◆ THE TASK ◆
Tally every line in the listing that holds the string "GetUser", then state the total and nothing more.

....

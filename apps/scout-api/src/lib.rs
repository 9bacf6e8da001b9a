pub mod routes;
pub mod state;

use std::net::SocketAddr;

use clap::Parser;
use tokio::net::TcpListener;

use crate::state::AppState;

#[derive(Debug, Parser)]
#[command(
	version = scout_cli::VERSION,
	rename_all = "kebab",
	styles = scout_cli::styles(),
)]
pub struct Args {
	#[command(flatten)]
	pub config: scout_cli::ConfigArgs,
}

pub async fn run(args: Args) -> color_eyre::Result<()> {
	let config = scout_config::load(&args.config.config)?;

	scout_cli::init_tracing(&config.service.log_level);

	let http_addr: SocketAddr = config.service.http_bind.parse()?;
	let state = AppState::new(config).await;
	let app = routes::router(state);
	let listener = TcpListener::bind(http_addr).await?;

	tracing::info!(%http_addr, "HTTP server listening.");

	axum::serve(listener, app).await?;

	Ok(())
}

....

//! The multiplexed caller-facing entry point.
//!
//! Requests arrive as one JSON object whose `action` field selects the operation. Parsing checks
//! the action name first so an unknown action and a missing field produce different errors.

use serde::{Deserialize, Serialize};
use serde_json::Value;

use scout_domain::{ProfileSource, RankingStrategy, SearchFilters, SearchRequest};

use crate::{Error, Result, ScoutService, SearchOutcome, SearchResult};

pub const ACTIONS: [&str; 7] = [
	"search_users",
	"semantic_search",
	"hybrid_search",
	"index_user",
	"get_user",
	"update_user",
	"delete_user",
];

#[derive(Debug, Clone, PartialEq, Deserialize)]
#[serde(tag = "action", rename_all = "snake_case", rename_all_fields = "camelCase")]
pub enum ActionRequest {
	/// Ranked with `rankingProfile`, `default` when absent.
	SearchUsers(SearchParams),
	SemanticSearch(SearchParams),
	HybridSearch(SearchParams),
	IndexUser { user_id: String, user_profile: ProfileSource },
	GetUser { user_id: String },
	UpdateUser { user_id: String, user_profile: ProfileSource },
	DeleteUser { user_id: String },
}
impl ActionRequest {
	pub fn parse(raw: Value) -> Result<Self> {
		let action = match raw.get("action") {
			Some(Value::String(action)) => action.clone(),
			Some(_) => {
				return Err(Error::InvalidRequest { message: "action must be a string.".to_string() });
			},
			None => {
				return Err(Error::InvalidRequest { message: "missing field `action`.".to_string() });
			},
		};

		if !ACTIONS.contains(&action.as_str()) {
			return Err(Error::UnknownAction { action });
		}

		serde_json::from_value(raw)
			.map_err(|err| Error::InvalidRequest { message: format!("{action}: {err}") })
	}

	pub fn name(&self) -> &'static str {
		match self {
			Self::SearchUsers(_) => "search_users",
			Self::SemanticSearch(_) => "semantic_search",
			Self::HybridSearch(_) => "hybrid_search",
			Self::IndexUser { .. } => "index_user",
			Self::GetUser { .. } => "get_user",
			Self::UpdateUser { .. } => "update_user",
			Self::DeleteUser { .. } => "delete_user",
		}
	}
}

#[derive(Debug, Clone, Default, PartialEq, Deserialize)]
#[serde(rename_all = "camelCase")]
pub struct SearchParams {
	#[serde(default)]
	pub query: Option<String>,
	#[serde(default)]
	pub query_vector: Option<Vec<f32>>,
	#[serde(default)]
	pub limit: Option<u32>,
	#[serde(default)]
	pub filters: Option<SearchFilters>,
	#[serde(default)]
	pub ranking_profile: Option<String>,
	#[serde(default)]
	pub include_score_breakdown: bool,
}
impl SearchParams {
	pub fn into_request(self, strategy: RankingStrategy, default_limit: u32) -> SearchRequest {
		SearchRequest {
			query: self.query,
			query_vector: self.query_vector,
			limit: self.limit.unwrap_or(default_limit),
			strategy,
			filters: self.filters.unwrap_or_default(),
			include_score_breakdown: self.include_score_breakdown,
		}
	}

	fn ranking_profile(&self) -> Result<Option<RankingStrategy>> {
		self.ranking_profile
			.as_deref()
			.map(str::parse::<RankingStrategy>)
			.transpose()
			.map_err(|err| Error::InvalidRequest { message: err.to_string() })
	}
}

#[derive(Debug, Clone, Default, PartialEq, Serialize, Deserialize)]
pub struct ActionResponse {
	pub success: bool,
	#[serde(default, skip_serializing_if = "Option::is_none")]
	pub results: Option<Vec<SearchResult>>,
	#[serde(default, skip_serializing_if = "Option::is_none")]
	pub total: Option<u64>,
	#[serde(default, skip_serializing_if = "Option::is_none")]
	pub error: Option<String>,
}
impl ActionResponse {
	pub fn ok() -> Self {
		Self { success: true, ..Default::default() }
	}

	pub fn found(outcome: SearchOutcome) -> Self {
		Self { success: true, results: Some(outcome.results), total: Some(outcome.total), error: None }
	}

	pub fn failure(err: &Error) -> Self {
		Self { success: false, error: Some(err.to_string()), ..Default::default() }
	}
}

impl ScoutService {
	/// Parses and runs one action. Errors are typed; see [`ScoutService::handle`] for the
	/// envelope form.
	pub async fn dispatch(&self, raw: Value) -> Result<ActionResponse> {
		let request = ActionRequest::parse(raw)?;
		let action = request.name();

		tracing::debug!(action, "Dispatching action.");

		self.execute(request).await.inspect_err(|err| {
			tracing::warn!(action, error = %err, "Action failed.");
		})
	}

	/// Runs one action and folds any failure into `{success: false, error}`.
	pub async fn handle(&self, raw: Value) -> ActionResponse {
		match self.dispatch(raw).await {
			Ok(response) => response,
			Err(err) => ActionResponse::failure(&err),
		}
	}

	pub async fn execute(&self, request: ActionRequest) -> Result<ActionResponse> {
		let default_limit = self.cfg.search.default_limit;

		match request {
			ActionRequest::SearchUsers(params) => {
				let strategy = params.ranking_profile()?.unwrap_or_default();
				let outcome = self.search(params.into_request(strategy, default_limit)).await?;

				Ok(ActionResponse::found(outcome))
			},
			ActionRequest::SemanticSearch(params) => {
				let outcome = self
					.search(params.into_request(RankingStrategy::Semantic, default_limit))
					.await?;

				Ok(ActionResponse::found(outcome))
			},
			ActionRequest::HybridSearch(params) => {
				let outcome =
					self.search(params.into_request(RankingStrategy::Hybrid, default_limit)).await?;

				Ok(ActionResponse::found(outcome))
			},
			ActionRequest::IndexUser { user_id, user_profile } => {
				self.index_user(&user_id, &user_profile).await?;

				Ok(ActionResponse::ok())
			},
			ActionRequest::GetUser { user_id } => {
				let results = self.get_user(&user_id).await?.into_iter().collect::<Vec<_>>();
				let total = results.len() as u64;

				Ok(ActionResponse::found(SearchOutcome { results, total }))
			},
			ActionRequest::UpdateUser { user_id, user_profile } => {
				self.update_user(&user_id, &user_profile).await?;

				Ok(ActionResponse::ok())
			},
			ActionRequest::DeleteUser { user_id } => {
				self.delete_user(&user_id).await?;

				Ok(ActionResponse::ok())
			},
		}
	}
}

....

◆ RESPONSE FOR THIS EXERCISE ◆
3